// File: crates/candlechart-core/src/surface.rs
// Summary: Minimal drawing-surface interface the plotters render through.
// Notes:
// - Plotters only build `Path`s and pick colors/styles; the raster backend
//   lives in `raster.rs`. Tests swap in a recording surface.

use crate::geometry::{Point, Rect};
use crate::types::Rgba;

#[derive(Clone, Copy, Debug, PartialEq)]
pub enum PathOp {
    MoveTo(Point),
    LineTo(Point),
    Close,
}

/// Backend-neutral vector path in pixel coordinates.
#[derive(Clone, Debug, Default, PartialEq)]
pub struct Path {
    ops: Vec<PathOp>,
}

impl Path {
    pub fn new() -> Self {
        Self::default()
    }

    pub fn move_to(&mut self, p: impl Into<Point>) -> &mut Self {
        self.ops.push(PathOp::MoveTo(p.into()));
        self
    }

    pub fn line_to(&mut self, p: impl Into<Point>) -> &mut Self {
        self.ops.push(PathOp::LineTo(p.into()));
        self
    }

    pub fn close(&mut self) -> &mut Self {
        self.ops.push(PathOp::Close);
        self
    }

    /// Closed rectangle outline.
    pub fn rect(r: Rect) -> Self {
        let mut p = Self::new();
        p.move_to((r.left, r.top))
            .line_to((r.right, r.top))
            .line_to((r.right, r.bottom))
            .line_to((r.left, r.bottom))
            .close();
        p
    }

    /// Single straight segment.
    pub fn segment(a: impl Into<Point>, b: impl Into<Point>) -> Self {
        let mut p = Self::new();
        p.move_to(a).line_to(b);
        p
    }

    pub fn ops(&self) -> &[PathOp] {
        &self.ops
    }

    /// Bounding box of all points, `None` for an empty path.
    pub fn bounds(&self) -> Option<Rect> {
        let mut pts = self.ops.iter().filter_map(|op| match op {
            PathOp::MoveTo(p) | PathOp::LineTo(p) => Some(*p),
            PathOp::Close => None,
        });
        let first = pts.next()?;
        Some(pts.fold(Rect::from_ltrb(first.x, first.y, first.x, first.y), |r, p| {
            Rect::from_ltrb(r.left.min(p.x), r.top.min(p.y), r.right.max(p.x), r.bottom.max(p.y))
        }))
    }
}

/// Stroke appearance. An empty `dashes` means a solid line.
#[derive(Clone, Debug, PartialEq)]
pub struct LineStyle {
    pub color: Rgba,
    pub width: f32,
    pub dashes: Vec<f32>,
    pub dash_offset: f32,
}

impl LineStyle {
    pub fn solid(color: Rgba, width: f32) -> Self {
        Self { color, width, dashes: Vec::new(), dash_offset: 0.0 }
    }

    pub fn dashed(color: Rgba, width: f32, dashes: Vec<f32>, dash_offset: f32) -> Self {
        Self { color, width, dashes, dash_offset }
    }
}

#[derive(Clone, Copy, Debug, Default, PartialEq, Eq)]
pub enum TextAlign {
    #[default]
    Left,
    Center,
    Right,
}

#[derive(Clone, Copy, Debug, PartialEq)]
pub struct TextStyle {
    pub size: f32,
    pub align: TextAlign,
    /// Rotate 90 degrees counter-clockwise around the anchor.
    pub vertical: bool,
}

impl TextStyle {
    pub const fn new(size: f32, align: TextAlign) -> Self {
        Self { size, align, vertical: false }
    }
    pub const fn vertical(mut self) -> Self {
        self.vertical = true;
        self
    }
}

pub trait Surface {
    /// Set the color used by subsequent fills, strokes and text.
    fn set_color(&mut self, color: Rgba);
    /// Set stroke width, dashes and color.
    fn set_line_style(&mut self, style: &LineStyle);
    fn fill(&mut self, path: &Path);
    fn stroke(&mut self, path: &Path);
    /// Draw `text` with its baseline anchored at `at`.
    fn fill_text(&mut self, text: &str, at: Point, style: &TextStyle);
    /// Restrict drawing to `rect` until the matching `pop_clip`.
    fn push_clip(&mut self, rect: Rect);
    fn pop_clip(&mut self);

    fn stroke_line(&mut self, style: &LineStyle, a: Point, b: Point) {
        self.set_line_style(style);
        self.stroke(&Path::segment(a, b));
    }
}

#[cfg(test)]
mod tests {
    use super::*;

    #[test]
    fn rect_path_bounds_roundtrip() {
        let r = Rect::from_ltrb(1.0, 2.0, 5.0, 9.0);
        assert_eq!(Path::rect(r).bounds(), Some(r));
        assert_eq!(Path::new().bounds(), None);
        assert_eq!(Path::rect(r).ops().last(), Some(&PathOp::Close));
    }
}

....................

* [What the exercise asks]: All lines from the line containing "assert_eq!(Path::new().bounds(), None);" through the last line of the data are to be repeated exactly; no other line belongs in the answer.

* [Response area]:
        assert_eq!(Path::new().bounds(), None);
        assert_eq!(Path::rect(r).ops().last(), Some(&PathOp::Close));
    }
}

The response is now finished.